» **Task prompt**
I would like each line of the data that holds the word "method" copied out.

» **Stored items from a collection**
= Beginning of Section =

//! Authenticating, retrying HTTP client.
//!
//! [`HttpClient`] sits on top of the transport stack and is the only thing the
//! incarnation operations talk to. It adds three things to every request:
//!
//! 1. `Authorization: Bearer <token>`
//! 2. a per-attempt timeout
//! 3. retries with exponential backoff (see [`RetryPolicy`])
//!
//! # Retry rules
//!
//! | Outcome | Idempotent method | `POST` |
//! |---------|-------------------|--------|
//! | connect failure | retried | retried |
//! | other transport error | retried | returned |
//! | 408, 425, 429, 500, 502, 503, 504 | retried | returned |
//! | any other status | returned | returned |
//!
//! When the attempts run out on a retryable status the last response is
//! returned as is, so the caller still sees the server's error message.

use super::config::RetryPolicy;
use super::utils::{is_idempotent, is_retryable_status};
use crate::error::{ConfigError, FoxopsError, Result};
use crate::transport::{Transport, TransportError};
use http::header::{HeaderValue, AUTHORIZATION};
use reqwest::{Request, Response};
use std::sync::Arc;
use std::time::Duration;
use tokio::time::sleep;

/// HTTP client with bearer authentication and retries.
///
/// Configuration is fixed at construction, so one instance can serve any
/// number of concurrent calls.
#[derive(Clone)]
pub struct HttpClient {
    transport: Arc<dyn Transport>,
    authorization: HeaderValue,
    retry: RetryPolicy,
    request_timeout: Duration,
}

impl std::fmt::Debug for HttpClient {
    fn fmt(&self, f: &mut std::fmt::Formatter<'_>) -> std::fmt::Result {
        f.debug_struct("HttpClient")
            .field("retry", &self.retry)
            .field("request_timeout", &self.request_timeout)
            .finish_non_exhaustive()
    }
}

impl HttpClient {
    /// Create a client that authenticates with `token`.
    ///
    /// Fails if the token is empty or cannot be sent in a header; a client is
    /// never created without credentials.
    pub fn new(
        token: &str,
        transport: Arc<dyn Transport>,
        retry: RetryPolicy,
        request_timeout: Duration,
    ) -> Result<Self> {
        if token.trim().is_empty() {
            return Err(ConfigError::InvalidToken("token is empty".to_string()).into());
        }
        let mut authorization = HeaderValue::from_str(&format!("Bearer {token}"))
            .map_err(|err| ConfigError::InvalidToken(err.to_string()))?;
        authorization.set_sensitive(true);

        Ok(HttpClient {
            transport,
            authorization,
            retry,
            request_timeout,
        })
    }

    /// The retry policy in use.
    pub fn retry_policy(&self) -> &RetryPolicy {
        &self.retry
    }

    /// Send `request`, retrying according to the policy.
    pub async fn send(&self, mut request: Request) -> Result<Response> {
        request
            .headers_mut()
            .insert(AUTHORIZATION, self.authorization.clone());

        let idempotent = is_idempotent(request.method());
        let max_attempts = self.retry.max_attempts.max(1);
        let mut attempt: u32 = 0;

        loop {
            let last_attempt = attempt + 1 >= max_attempts;
            // Bodies that cannot be cloned only get one shot.
            let copy = if last_attempt {
                None
            } else {
                request.try_clone()
            };
            let Some(current) = copy else {
                return self
                    .execute_once(request)
                    .await
                    .map_err(|source| FoxopsError::Transport {
                        attempts: attempt + 1,
                        source,
                    });
            };

            match self.execute_once(current).await {
                Ok(response) => {
                    let status = response.status().as_u16();
                    if !(idempotent && is_retryable_status(status)) {
                        return Ok(response);
                    }
                    let delay = self.retry.delay(attempt);
                    tracing::warn!(
                        "Request failed with status {} (attempt {}), retrying after {:?}",
                        status,
                        attempt + 1,
                        delay
                    );
                    sleep(delay).await;
                }
                Err(err) => {
                    if !(idempotent || err.is_connect()) {
                        return Err(FoxopsError::Transport {
                            attempts: attempt + 1,
                            source: err,
                        });
                    }
                    let delay = self.retry.delay(attempt);
                    tracing::warn!(
                        "Request failed (attempt {}), retrying after {:?}: {}",
                        attempt + 1,
                        delay,
                        err
                    );
                    sleep(delay).await;
                }
            }

            attempt += 1;
        }
    }

    async fn execute_once(&self, request: Request) -> std::result::Result<Response, TransportError> {
        match tokio::time::timeout(self.request_timeout, self.transport.execute(request)).await {
            Ok(result) => result,
            Err(_) => Err(TransportError::Timeout(self.request_timeout)),
        }
    }
}
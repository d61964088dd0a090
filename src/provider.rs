//! Helpers for the resource and data source adapters.
//!
//! Adapters only see the [`IncarnationApi`] trait. The functions here cover
//! what both adapters share: reading an incarnation with an optional wait on
//! its merge request, and converting template data to and from the string
//! maps stored in state.

use crate::client::IncarnationApi;
use crate::context::Context;
use crate::error::{ConfigError, FoxopsError, Result};
use crate::types::{Incarnation, IncarnationId, MergeRequestStatus, TemplateData, TemplateValue};
use std::collections::BTreeMap;
use std::time::Duration;

/// Wait applied when [`WaitForStatus::timeout`] is not set.
pub const DEFAULT_WAIT_TIMEOUT: Duration = Duration::from_secs(10);

/// Summary for a wait that ran out of time.
pub const WAIT_TIMEOUT_SUMMARY: &str =
    "operation timed out before the merge request status reached the expected status";

/// Summary for any other read failure.
pub const READ_FAILURE_SUMMARY: &str = "failed to retrieve incarnation";

/// Wait for the latest merge request to reach `status` before returning.
#[derive(Debug, Clone, PartialEq, Eq)]
pub struct WaitForStatus {
    pub status: MergeRequestStatus,
    /// Sequence of numbers with unit suffixes, e.g. `1m30s`.
    pub timeout: Option<String>,
}

impl WaitForStatus {
    pub fn new(status: MergeRequestStatus) -> Self {
        WaitForStatus {
            status,
            timeout: None,
        }
    }

    pub fn with_timeout(mut self, timeout: impl Into<String>) -> Self {
        self.timeout = Some(timeout.into());
        self
    }

    /// The configured timeout, or [`DEFAULT_WAIT_TIMEOUT`].
    pub fn timeout(&self) -> std::result::Result<Duration, ConfigError> {
        match &self.timeout {
            Some(value) => parse_timeout(value),
            None => Ok(DEFAULT_WAIT_TIMEOUT),
        }
    }
}

/// Parse a timeout such as `10s`, `1m30s`, `2h` or `500ms`.
///
/// Any duration [`humantime`] understands is accepted, including `us`/`ns`
/// and spaced forms like `2h 37min`. Fractional amounts are not: `1.5s` must
/// be written `1s500ms`.
///
/// ```
/// use foxops_client::provider::parse_timeout;
/// use std::time::Duration;
///
/// assert_eq!(parse_timeout("1m30s").unwrap(), Duration::from_secs(90));
/// assert_eq!(parse_timeout("500ms").unwrap(), Duration::from_millis(500));
/// assert!(parse_timeout("1.5s").is_err());
/// ```
pub fn parse_timeout(value: &str) -> std::result::Result<Duration, ConfigError> {
    let invalid = |reason: String| ConfigError::InvalidTimeout {
        value: value.to_string(),
        reason,
    };

    let trimmed = value.trim();
    if trimmed.contains('.') {
        return Err(invalid(
            "fractional amounts are not supported, use a smaller unit such as 1s500ms".to_string(),
        ));
    }
    humantime::parse_duration(trimmed).map_err(|err| invalid(err.to_string()))
}

/// Fetch an incarnation, optionally waiting on its merge request.
///
/// Without `wait` this is a single read. With `wait` the read polls under a
/// child of `ctx` limited to the wait's timeout.
pub async fn read_incarnation(
    api: &dyn IncarnationApi,
    ctx: &Context,
    id: &IncarnationId,
    wait: Option<&WaitForStatus>,
) -> Result<Incarnation> {
    let Some(wait) = wait else {
        tracing::info!(%id, "fetching the incarnation");
        return api.get_incarnation(ctx, id).await;
    };

    let timeout = wait.timeout()?;
    let status = wait.status.as_str();
    tracing::info!(%id, status, ?timeout, "fetching the incarnation");

    let wait_ctx = ctx.with_timeout(timeout);
    let result = api
        .get_incarnation_with_merge_request_status(&wait_ctx, id, status)
        .await;

    if let Ok(incarnation) = &result {
        if incarnation.merge_request_id.is_none() {
            tracing::info!(
                id = %incarnation.id,
                "No merge request in progress, there was no status to wait for"
            );
        }
    }
    result
}

/// One-line summary suitable for a diagnostic.
pub fn failure_summary(err: &FoxopsError) -> &'static str {
    match err {
        FoxopsError::WaitTimedOut { .. } => WAIT_TIMEOUT_SUMMARY,
        _ => READ_FAILURE_SUMMARY,
    }
}

/// Template data from a string-valued state map.
///
/// Every value is sent as a string.
pub fn template_data_from_strings(values: &BTreeMap<String, String>) -> TemplateData {
    values
        .iter()
        .map(|(key, value)| (key.clone(), TemplateValue::String(value.clone())))
        .collect()
}

#[cfg(test)]
mod tests {
    use super::*;
    use crate::testing::InMemoryIncarnationApi;
    use crate::types::{CreateIncarnationRequest, UpdateIncarnationRequest};

    #[test]
    fn test_parse_timeout() {
        assert_eq!(parse_timeout("10s").unwrap(), Duration::from_secs(10));
        assert_eq!(parse_timeout("2h").unwrap(), Duration::from_secs(7200));
        assert_eq!(parse_timeout("1h2m3s").unwrap(), Duration::from_secs(3723));
        assert_eq!(parse_timeout("1s500ms").unwrap(), Duration::from_millis(1500));
        assert_eq!(parse_timeout("300us").unwrap(), Duration::from_micros(300));
        assert_eq!(parse_timeout("2h 37min").unwrap(), Duration::from_secs(9420));
        assert!(parse_timeout("").is_err());
        assert!(parse_timeout("s").is_err());
        assert!(parse_timeout("10 parsecs").is_err());
    }

    #[test]
    fn test_parse_timeout_rejects_fractions_by_name() {
        for value in ["1.5s", "2m0.5s"] {
            match parse_timeout(value) {
                Err(ConfigError::InvalidTimeout { reason, .. }) => {
                    assert!(reason.contains("fractional"), "{value}: {reason}");
                }
                other => panic!("{value}: unexpected result {other:?}"),
            }
        }
    }

    #[test]
    fn test_default_wait_timeout() {
        let wait = WaitForStatus::new(MergeRequestStatus::Merged);
        assert_eq!(wait.timeout().unwrap(), Duration::from_secs(10));
        let wait = wait.with_timeout("abc");
        assert!(wait.timeout().is_err());
    }

    #[test]
    fn test_template_data_from_strings() {
        let mut values = BTreeMap::new();
        values.insert("replicas".to_string(), "3".to_string());
        let data = template_data_from_strings(&values);
        assert_eq!(data["replicas"], TemplateValue::String("3".into()));
    }

    async fn updated(api: &InMemoryIncarnationApi, automerge: bool) -> Incarnation {
        let ctx = Context::background();
        let created = api
            .create_incarnation(
                &ctx,
                &CreateIncarnationRequest::new("inc/repo", "template/repo", "v1"),
            )
            .await
            .unwrap();
        api.update_incarnation(
            &ctx,
            &created.id,
            &UpdateIncarnationRequest::new("v2").with_automerge(automerge),
        )
        .await
        .unwrap()
    }

    #[tokio::test(start_paused = true)]
    async fn test_read_without_wait() {
        let api = InMemoryIncarnationApi::new();
        let incarnation = updated(&api, false).await;

        let got = read_incarnation(&api, &Context::background(), &incarnation.id, None)
            .await
            .unwrap();
        assert_eq!(got, incarnation);
    }

    #[tokio::test(start_paused = true)]
    async fn test_read_wait_times_out() {
        let api = InMemoryIncarnationApi::new();
        let incarnation = updated(&api, false).await;
        let wait = WaitForStatus::new(MergeRequestStatus::Merged).with_timeout("3s");

        let start = tokio::time::Instant::now();
        let err = read_incarnation(&api, &Context::background(), &incarnation.id, Some(&wait))
            .await
            .unwrap_err();

        assert!(err.is_timeout());
        assert_eq!(failure_summary(&err), WAIT_TIMEOUT_SUMMARY);
        assert_eq!(start.elapsed(), Duration::from_secs(3));
    }

    #[tokio::test(start_paused = true)]
    async fn test_read_wait_sees_status_change() {
        let api = InMemoryIncarnationApi::new();
        let incarnation = updated(&api, false).await;
        let wait = WaitForStatus::new(MergeRequestStatus::Closed).with_timeout("1m");

        let mover = {
            let api = api.clone();
            let id = incarnation.id.clone();
            tokio::spawn(async move {
                tokio::time::sleep(Duration::from_millis(2500)).await;
                api.set_merge_request_status(&id, MergeRequestStatus::Closed);
            })
        };

        let got = read_incarnation(&api, &Context::background(), &incarnation.id, Some(&wait))
            .await
            .unwrap();
        mover.await.unwrap();
        assert_eq!(got.merge_request_state(), Some(MergeRequestStatus::Closed));
    }

    #[tokio::test]
    async fn test_read_failure_summary() {
        let api = InMemoryIncarnationApi::new();
        let err = read_incarnation(&api, &Context::background(), &IncarnationId::from("9"), None)
            .await
            .unwrap_err();
        assert_eq!(err.status(), Some(404));
        assert_eq!(failure_summary(&err), READ_FAILURE_SUMMARY);
    }
}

= End of Section =

» **Task output**
//! | Outcome | Idempotent method | `POST` |
        let idempotent = is_idempotent(request.method());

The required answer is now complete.